Вайси вёса | страница 2



Тут и он. Сидит рядом, смотрит на меня внимательно своими красными кружками там, где у всех нормальных людей две такие зелёные полосочки, и спрашивает: мол, о чём это я сейчас думаю. Ну я и рассказал ему про освежитель воздуха и прочее. Красноглазый понимающе кивнул, сказал, что скоро я это всё забуду. Хотя, быть может, немного вспомню в момент, когда мне будет плохо. Очень плохо. Он сказал «страшно плохо». И сказал, чтобы я, если вспомню, начал записывать. А там, глядишь… Глядишь что? Вот это я уже забыл. Да и вообще мне это кажется каким-то далёким сном: солнце все эти годы наматывало вокруг нашей планеты круги, оставляя с каждым оборотом моток мутной плёнки на этих событиях. И теперь их едва различить.

Во как я поэтично выражаюсь с горя-то.

Стоп. Какое солнце, какая планета? Что эти слова значат?

Та-а-ак.

Ладно, пока вспоминается, поехали дальше. Будем давить, как тюбик из пасты. Как пасту из тюбика. Стоп, а это что за слова? Ладно, дальше. Дальше!

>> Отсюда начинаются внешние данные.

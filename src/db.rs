use std::path::{Path, PathBuf};

use chrono::{SecondsFormat, Utc};
use rusqlite::{Connection, OpenFlags};
use tracing::info;

use crate::errors::{AppError, AppResult};

pub struct DatabaseContext {
    pub connection: Connection,
    pub path: PathBuf,
}

pub fn bootstrap<P: AsRef<Path>>(db_path: P) -> AppResult<DatabaseContext> {
    let db_path = db_path.as_ref();
    if let Some(parent) = db_path.parent().filter(|p| !p.as_os_str().is_empty()) {
        std::fs::create_dir_all(parent)?;
    }

    let flags = OpenFlags::SQLITE_OPEN_READ_WRITE | OpenFlags::SQLITE_OPEN_CREATE;
    let connection = Connection::open_with_flags(db_path, flags)?;
    configure(&connection)?;
    run_migrations(&connection)?;
    info!(
        target: "database_bootstrap",
        path = %db_path.display(),
        "catalog database ready"
    );

    Ok(DatabaseContext {
        connection,
        path: db_path.to_path_buf(),
    })
}

fn configure(connection: &Connection) -> AppResult<()> {
    connection.execute_batch(
        r#"
        PRAGMA journal_mode = WAL;
        PRAGMA foreign_keys = ON;
        PRAGMA busy_timeout = 5000;
        "#,
    )?;
    Ok(())
}

fn run_migrations(connection: &Connection) -> AppResult<()> {
    connection.execute_batch(
        r#"
        CREATE TABLE IF NOT EXISTS raw_records (
            id TEXT PRIMARY KEY,
            payload TEXT NOT NULL,
            dirty INTEGER NOT NULL DEFAULT 1 CHECK (dirty IN (0, 1)),
            updated_at TEXT NOT NULL DEFAULT (DATETIME('now'))
        );

        CREATE TABLE IF NOT EXISTS restaurants (
            id TEXT PRIMARY KEY,
            name TEXT NOT NULL,
            category TEXT NOT NULL,
            phone TEXT NOT NULL,
            province TEXT NOT NULL,
            district TEXT NOT NULL,
            jibun_detail TEXT NOT NULL,
            doro_detail TEXT NOT NULL,
            longitude REAL,
            latitude REAL,
            CHECK ((longitude IS NULL) = (latitude IS NULL))
        );

        CREATE TABLE IF NOT EXISTS pipeline_leases (
            name TEXT PRIMARY KEY,
            owner TEXT NOT NULL,
            acquired_at TEXT NOT NULL,
            expires_at TEXT NOT NULL
        );

        CREATE INDEX IF NOT EXISTS idx_raw_records_dirty ON raw_records(dirty, id);
        "#,
    )?;

    ensure_column(
        connection,
        "restaurants",
        "normalized_at TEXT NOT NULL DEFAULT ''",
    )?;
    connection.execute(
        "CREATE INDEX IF NOT EXISTS idx_restaurants_lng_lat ON restaurants(longitude, latitude)",
        [],
    )?;
    connection.execute(
        "CREATE INDEX IF NOT EXISTS idx_restaurants_region ON restaurants(province, district)",
        [],
    )?;
    Ok(())
}

fn ensure_column(connection: &Connection, table: &str, definition: &str) -> AppResult<()> {
    let column_name = definition
        .split_whitespace()
        .next()
        .ok_or_else(|| AppError::Config(format!("invalid column definition: {definition}")))?;
    if column_exists(connection, table, column_name)? {
        return Ok(());
    }
    let sql = format!("ALTER TABLE {table} ADD COLUMN {definition}");
    connection.execute(&sql, [])?;
    Ok(())
}

fn column_exists(connection: &Connection, table: &str, column: &str) -> AppResult<bool> {
    let pragma = format!("PRAGMA table_info({table})");
    let mut stmt = connection.prepare(&pragma)?;
    let mut rows = stmt.query([])?;
    while let Some(row) = rows.next()? {
        let name: String = row.get(1)?;
        if name == column {
            return Ok(true);
        }
    }
    Ok(false)
}

/// RFC 3339 with fixed millisecond precision so stored timestamps compare lexically.
pub fn now_timestamp() -> String {
    format_timestamp(Utc::now())
}

pub fn format_timestamp(at: chrono::DateTime<Utc>) -> String {
    at.to_rfc3339_opts(SecondsFormat::Millis, true)
}
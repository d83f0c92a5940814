use serde_json::{Map, Value};

use crate::errors::RecordError;

pub const NAME_KEY: &str = "BPLCNM";
pub const CATEGORY_KEY: &str = "UPTAENM";
pub const PHONE_KEY: &str = "SITETEL";
pub const JIBUN_ADDRESS_KEY: &str = "SITEWHLADDR";
pub const DORO_ADDRESS_KEY: &str = "RDNWHLADDR";
pub const LONGITUDE_KEY: &str = "X";
pub const LATITUDE_KEY: &str = "Y";

/// A mapped payload value. `Absent` means the key was missing or `null`.
#[derive(Debug, Clone, PartialEq, Eq)]
pub enum Field {
    Absent,
    Present(String),
}

impl Field {
    /// Lenient view: absent fields read as the empty string.
    pub fn as_str(&self) -> &str {
        match self {
            Field::Absent => "",
            Field::Present(value) => value.as_str(),
        }
    }

    pub fn is_absent(&self) -> bool {
        matches!(self, Field::Absent)
    }

    pub fn is_blank(&self) -> bool {
        self.as_str().trim().is_empty()
    }

    fn from_value(value: Option<&Value>) -> Self {
        match value {
            None | Some(Value::Null) => Field::Absent,
            Some(Value::String(text)) => Field::Present(text.clone()),
            Some(Value::Number(number)) => Field::Present(number.to_string()),
            Some(Value::Bool(flag)) => Field::Present(flag.to_string()),
            Some(Value::Array(_)) | Some(Value::Object(_)) => Field::Present(String::new()),
        }
    }
}

#[derive(Debug, Clone, PartialEq, Eq)]
pub struct FieldSet {
    pub name: Field,
    pub category: Field,
    pub phone: Field,
    pub jibun_address: Field,
    pub doro_address: Field,
    pub longitude: Field,
    pub latitude: Field,
}

/// Outcome of reading the coordinate pair.
#[derive(Debug, Clone, Copy, PartialEq)]
pub enum Coordinates {
    Valid { longitude: f64, latitude: f64 },
    Missing,
    Invalid,
}

impl FieldSet {
    fn entries(&self) -> [(&'static str, &Field); 7] {
        [
            (NAME_KEY, &self.name),
            (CATEGORY_KEY, &self.category),
            (PHONE_KEY, &self.phone),
            (JIBUN_ADDRESS_KEY, &self.jibun_address),
            (DORO_ADDRESS_KEY, &self.doro_address),
            (LONGITUDE_KEY, &self.longitude),
            (LATITUDE_KEY, &self.latitude),
        ]
    }

    /// Source keys that were not present in the payload.
    pub fn absent_keys(&self) -> Vec<&'static str> {
        self.entries()
            .into_iter()
            .filter(|(_, field)| field.is_absent())
            .map(|(key, _)| key)
            .collect()
    }

    pub fn require_all(&self) -> Result<(), RecordError> {
        match self.absent_keys().first() {
            Some(key) => Err(RecordError::MissingField(*key)),
            None => Ok(()),
        }
    }

    pub fn phone(&self) -> String {
        normalize_phone(self.phone.as_str())
    }

    pub fn coordinates(&self) -> Coordinates {
        if self.longitude.is_blank() || self.latitude.is_blank() {
            return Coordinates::Missing;
        }
        match (
            parse_coordinate(self.longitude.as_str()),
            parse_coordinate(self.latitude.as_str()),
        ) {
            (Some(longitude), Some(latitude)) => Coordinates::Valid {
                longitude,
                latitude,
            },
            _ => Coordinates::Invalid,
        }
    }
}

pub fn extract(payload: &str) -> Result<FieldSet, RecordError> {
    let root: Value = serde_json::from_str(payload)
        .map_err(|err| RecordError::MalformedPayload(err.to_string()))?;
    let object = root
        .as_object()
        .ok_or_else(|| RecordError::MalformedPayload("payload is not a JSON object".into()))?;

    Ok(FieldSet {
        name: field(object, NAME_KEY),
        category: field(object, CATEGORY_KEY),
        phone: field(object, PHONE_KEY),
        jibun_address: field(object, JIBUN_ADDRESS_KEY),
        doro_address: field(object, DORO_ADDRESS_KEY),
        longitude: field(object, LONGITUDE_KEY),
        latitude: field(object, LATITUDE_KEY),
    })
}

fn field(object: &Map<String, Value>, key: &str) -> Field {
    Field::from_value(object.get(key))
}

pub fn normalize_phone(value: &str) -> String {
    value.chars().filter(|c| !c.is_whitespace()).collect()
}

fn parse_coordinate(value: &str) -> Option<f64> {
    value
        .trim()
        .parse::<f64>()
        .ok()
        .filter(|parsed| parsed.is_finite())
}

#[cfg(test)]
mod tests {
    use super::*;

    #[test]
    fn extracts_mapped_fields() {
        let fields = extract(
            r#"{"BPLCNM":"을지면옥","UPTAENM":"냉면집","SITETEL":"02 2266 7052",
                "SITEWHLADDR":"서울특별시 중구 입정동 177-1","RDNWHLADDR":"서울특별시 중구 충무로14길 2-1",
                "X":"199298.43","Y":"451620.891","MGTNO":"3000000-101-1985-01234"}"#,
        )
        .unwrap();

        assert_eq!(fields.name, Field::Present("을지면옥".into()));
        assert_eq!(fields.category.as_str(), "냉면집");
        assert_eq!(fields.phone(), "0222667052");
        assert!(fields.absent_keys().is_empty());
        assert_eq!(
            fields.coordinates(),
            Coordinates::Valid {
                longitude: 199298.43,
                latitude: 451620.891
            }
        );
    }

    #[test]
    fn distinguishes_absent_from_empty() {
        let fields = extract(r#"{"BPLCNM":"","SITETEL":null,"X":127.0}"#).unwrap();

        assert_eq!(fields.name, Field::Present(String::new()));
        assert!(fields.phone.is_absent());
        assert_eq!(fields.phone(), "");
        assert_eq!(fields.longitude.as_str(), "127.0");
        assert_eq!(
            fields.absent_keys(),
            vec![CATEGORY_KEY, PHONE_KEY, JIBUN_ADDRESS_KEY, DORO_ADDRESS_KEY, LATITUDE_KEY]
        );
        assert_eq!(
            fields.require_all(),
            Err(RecordError::MissingField(CATEGORY_KEY))
        );
    }

    #[test]
    fn rejects_unparseable_payloads() {
        assert!(matches!(
            extract("{not json"),
            Err(RecordError::MalformedPayload(_))
        ));
        assert!(matches!(
            extract(r#"["BPLCNM"]"#),
            Err(RecordError::MalformedPayload(_))
        ));
    }

    #[test]
    fn classifies_coordinates() {
        let missing = extract(r#"{"X":"","Y":"37.5"}"#).unwrap();
        assert_eq!(missing.coordinates(), Coordinates::Missing);

        let invalid = extract(r#"{"X":"east","Y":"37.5"}"#).unwrap();
        assert_eq!(invalid.coordinates(), Coordinates::Invalid);

        let not_finite = extract(r#"{"X":"NaN","Y":"37.5"}"#).unwrap();
        assert_eq!(not_finite.coordinates(), Coordinates::Invalid);

        let padded = extract(r#"{"X":" 127.0276 ","Y":"37.4979"}"#).unwrap();
        assert_eq!(
            padded.coordinates(),
            Coordinates::Valid {
                longitude: 127.0276,
                latitude: 37.4979
            }
        );
    }
}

Пришла мама, прогнала Красноглазого с могилы. Стала меня вытирать, разговаривала со мной, хотя я ещё и не понимал ничегошеньки. Говорила, как долго меня ждала, как высиживала мой кокон. Потом вынула из кокона полностью. Ноги щипало сильно. Она говорила потерпеть. Потом повела меня за руку домой, в город. Балабонила и балабонила. Я злился на неё, глупую. Но терпел. Это же моя мама.

Потом я её совсем полюбил. Так бывает: сперва мамы раздражают, потом ты от них потихоньку, за годы, отвыкаешь, любишь их всё сильнее. Потом они где-то теряются, живут сами по себе. Поначалу вроде бы не хватало тяжёлого шелеста её одежд, её тёплых и душных прикосновений.

А потом отвык.


К слову, не знаю, каким нужно быть угрюмым индюком, чтобы жить без мамы. Появишься на свет один, некому будет тебя подорожником вытереть, ноги оторвать. И живи потом одиноко. Иные только радуются, что без мамы появились, самостоятельные и свободные. Беспечные, как старики. Идиоты.

Ладно, не о них речь.


Я был из тех, кто рано потерял маму: у меня ещё лёгкие не налились густым зелёным соком, стебель был тонкий. Зато как-то сама собой появилась Наташа, будто всегда знал её. Будто всегда знал наше общее гнездо, мой новый дом. Дом — такая вещь, никогда не понимаешь, выбрал ты его сам или он просто так, случайно тебе достался. Просто как-то мы шли, держась за руки, увидели этот закуток в камнях — и поняли: мы будем здесь жить.

И жили так долго, что не надо было смотреть под ноги, когда поднимаешься по лестнице, потому что ноги знают каждую ступеньку, а по утрам руки сами находят кувшин с водой. И всё привычно, всё уютно. Пока вдруг не увидишь руку соседа на её талии.